Collected data
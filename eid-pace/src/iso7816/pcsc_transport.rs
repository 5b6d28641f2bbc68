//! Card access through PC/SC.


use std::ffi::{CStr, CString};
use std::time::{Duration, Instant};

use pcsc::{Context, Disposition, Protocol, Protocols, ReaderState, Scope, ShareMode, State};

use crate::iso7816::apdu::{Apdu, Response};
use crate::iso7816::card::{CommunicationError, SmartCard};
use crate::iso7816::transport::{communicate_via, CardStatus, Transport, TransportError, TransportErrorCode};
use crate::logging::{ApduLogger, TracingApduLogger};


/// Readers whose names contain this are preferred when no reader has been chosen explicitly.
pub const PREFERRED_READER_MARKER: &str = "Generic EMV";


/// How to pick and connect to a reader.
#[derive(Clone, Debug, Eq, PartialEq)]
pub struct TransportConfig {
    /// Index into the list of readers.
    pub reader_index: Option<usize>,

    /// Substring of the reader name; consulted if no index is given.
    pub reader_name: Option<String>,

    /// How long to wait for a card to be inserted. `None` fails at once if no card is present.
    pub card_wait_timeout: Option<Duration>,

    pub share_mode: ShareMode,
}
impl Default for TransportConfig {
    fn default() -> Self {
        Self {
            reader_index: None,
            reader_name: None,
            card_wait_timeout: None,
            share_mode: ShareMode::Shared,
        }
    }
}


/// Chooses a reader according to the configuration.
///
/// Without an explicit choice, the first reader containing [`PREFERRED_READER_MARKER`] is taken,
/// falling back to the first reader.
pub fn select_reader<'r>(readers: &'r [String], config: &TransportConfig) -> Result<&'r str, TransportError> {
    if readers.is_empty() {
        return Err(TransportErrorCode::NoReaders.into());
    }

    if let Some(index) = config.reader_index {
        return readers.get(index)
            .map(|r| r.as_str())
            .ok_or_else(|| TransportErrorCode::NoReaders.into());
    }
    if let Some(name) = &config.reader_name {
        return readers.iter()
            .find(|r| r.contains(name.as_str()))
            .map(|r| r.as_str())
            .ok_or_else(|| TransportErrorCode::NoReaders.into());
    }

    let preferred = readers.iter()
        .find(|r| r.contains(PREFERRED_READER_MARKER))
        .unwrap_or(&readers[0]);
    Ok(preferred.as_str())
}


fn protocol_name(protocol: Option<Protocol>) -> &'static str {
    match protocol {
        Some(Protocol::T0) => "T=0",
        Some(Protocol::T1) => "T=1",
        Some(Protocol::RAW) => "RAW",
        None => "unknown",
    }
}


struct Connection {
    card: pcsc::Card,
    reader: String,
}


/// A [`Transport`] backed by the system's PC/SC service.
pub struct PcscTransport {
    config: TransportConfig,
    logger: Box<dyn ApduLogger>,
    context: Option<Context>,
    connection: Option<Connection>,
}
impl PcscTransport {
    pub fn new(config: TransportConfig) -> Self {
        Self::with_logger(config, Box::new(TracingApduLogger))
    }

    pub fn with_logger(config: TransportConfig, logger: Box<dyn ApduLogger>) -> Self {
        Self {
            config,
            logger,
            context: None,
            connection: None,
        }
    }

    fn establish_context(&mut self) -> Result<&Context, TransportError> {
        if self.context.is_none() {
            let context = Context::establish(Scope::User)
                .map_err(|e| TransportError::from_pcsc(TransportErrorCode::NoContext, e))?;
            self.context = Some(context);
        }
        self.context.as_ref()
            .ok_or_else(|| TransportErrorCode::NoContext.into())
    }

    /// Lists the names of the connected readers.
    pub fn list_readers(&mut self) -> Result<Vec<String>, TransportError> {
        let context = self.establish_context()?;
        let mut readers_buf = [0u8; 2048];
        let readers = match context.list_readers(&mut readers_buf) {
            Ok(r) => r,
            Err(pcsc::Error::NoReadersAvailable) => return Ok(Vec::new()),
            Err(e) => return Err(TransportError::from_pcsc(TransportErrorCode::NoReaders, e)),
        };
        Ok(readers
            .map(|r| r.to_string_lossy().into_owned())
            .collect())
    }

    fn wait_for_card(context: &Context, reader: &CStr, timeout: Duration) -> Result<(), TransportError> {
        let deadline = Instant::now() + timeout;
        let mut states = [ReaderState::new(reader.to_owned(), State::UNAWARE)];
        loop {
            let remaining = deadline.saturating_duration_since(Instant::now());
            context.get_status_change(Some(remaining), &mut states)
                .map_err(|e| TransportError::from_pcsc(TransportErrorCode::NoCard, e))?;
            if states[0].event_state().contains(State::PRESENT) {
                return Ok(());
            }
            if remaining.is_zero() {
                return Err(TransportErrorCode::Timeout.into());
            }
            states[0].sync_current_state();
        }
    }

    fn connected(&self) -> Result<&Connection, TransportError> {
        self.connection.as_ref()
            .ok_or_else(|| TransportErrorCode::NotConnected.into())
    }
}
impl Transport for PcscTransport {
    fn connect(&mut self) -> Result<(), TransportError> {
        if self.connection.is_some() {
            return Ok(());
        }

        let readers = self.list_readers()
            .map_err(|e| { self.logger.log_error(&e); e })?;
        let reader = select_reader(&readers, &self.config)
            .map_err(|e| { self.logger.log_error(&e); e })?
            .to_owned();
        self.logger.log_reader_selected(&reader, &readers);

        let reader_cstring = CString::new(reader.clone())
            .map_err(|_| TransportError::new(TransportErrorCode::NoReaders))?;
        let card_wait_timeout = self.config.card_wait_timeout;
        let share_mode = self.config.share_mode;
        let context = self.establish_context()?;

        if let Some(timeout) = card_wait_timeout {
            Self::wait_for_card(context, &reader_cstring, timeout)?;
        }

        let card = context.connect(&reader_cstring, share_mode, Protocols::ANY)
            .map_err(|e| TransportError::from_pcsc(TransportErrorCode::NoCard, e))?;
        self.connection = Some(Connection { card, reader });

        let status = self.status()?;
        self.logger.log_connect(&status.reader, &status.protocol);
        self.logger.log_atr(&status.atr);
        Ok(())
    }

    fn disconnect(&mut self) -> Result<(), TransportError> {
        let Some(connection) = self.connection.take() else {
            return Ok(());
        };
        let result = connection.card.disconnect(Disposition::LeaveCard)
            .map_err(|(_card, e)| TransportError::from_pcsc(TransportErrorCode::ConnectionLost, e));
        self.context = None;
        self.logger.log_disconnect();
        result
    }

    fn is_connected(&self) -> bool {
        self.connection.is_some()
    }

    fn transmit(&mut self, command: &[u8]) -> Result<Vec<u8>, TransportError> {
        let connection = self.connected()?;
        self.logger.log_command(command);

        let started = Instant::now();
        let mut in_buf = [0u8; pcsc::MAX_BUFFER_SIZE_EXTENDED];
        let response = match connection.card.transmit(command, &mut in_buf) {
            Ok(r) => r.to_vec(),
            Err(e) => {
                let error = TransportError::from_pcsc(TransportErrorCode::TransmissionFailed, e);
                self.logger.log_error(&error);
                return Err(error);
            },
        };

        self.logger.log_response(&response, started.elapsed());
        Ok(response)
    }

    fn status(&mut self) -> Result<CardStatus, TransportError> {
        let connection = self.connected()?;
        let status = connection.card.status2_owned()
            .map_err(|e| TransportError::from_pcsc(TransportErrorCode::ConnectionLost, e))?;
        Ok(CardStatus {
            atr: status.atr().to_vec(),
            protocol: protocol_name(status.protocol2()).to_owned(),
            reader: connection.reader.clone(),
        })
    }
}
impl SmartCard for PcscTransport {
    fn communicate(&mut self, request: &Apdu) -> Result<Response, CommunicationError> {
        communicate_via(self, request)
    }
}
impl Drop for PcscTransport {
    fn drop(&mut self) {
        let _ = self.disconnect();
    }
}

◆ **PROBLEM DETAILS**: Print only these lines, please. They run from the start of the entries above to the line containing "the first reader.", both ends included, and must match exactly.

◆ **FINISHED EXERCISE**:
filename eid-pace/src/iso7816/pcsc_transport.rs
repository 5b6d28641f2bbc68
//! Card access through PC/SC.


use std::ffi::{CStr, CString};
use std::time::{Duration, Instant};

use pcsc::{Context, Disposition, Protocol, Protocols, ReaderState, Scope, ShareMode, State};

use crate::iso7816::apdu::{Apdu, Response};
use crate::iso7816::card::{CommunicationError, SmartCard};
use crate::iso7816::transport::{communicate_via, CardStatus, Transport, TransportError, TransportErrorCode};
use crate::logging::{ApduLogger, TracingApduLogger};


/// Readers whose names contain this are preferred when no reader has been chosen explicitly.
pub const PREFERRED_READER_MARKER: &str = "Generic EMV";


/// How to pick and connect to a reader.
#[derive(Clone, Debug, Eq, PartialEq)]
pub struct TransportConfig {
    /// Index into the list of readers.
    pub reader_index: Option<usize>,

    /// Substring of the reader name; consulted if no index is given.
    pub reader_name: Option<String>,

    /// How long to wait for a card to be inserted. `None` fails at once if no card is present.
    pub card_wait_timeout: Option<Duration>,

    pub share_mode: ShareMode,
}
impl Default for TransportConfig {
    fn default() -> Self {
        Self {
            reader_index: None,
            reader_name: None,
            card_wait_timeout: None,
            share_mode: ShareMode::Shared,
        }
    }
}


/// Chooses a reader according to the configuration.
///
/// Without an explicit choice, the first reader containing [`PREFERRED_READER_MARKER`] is taken,
/// falling back to the first reader.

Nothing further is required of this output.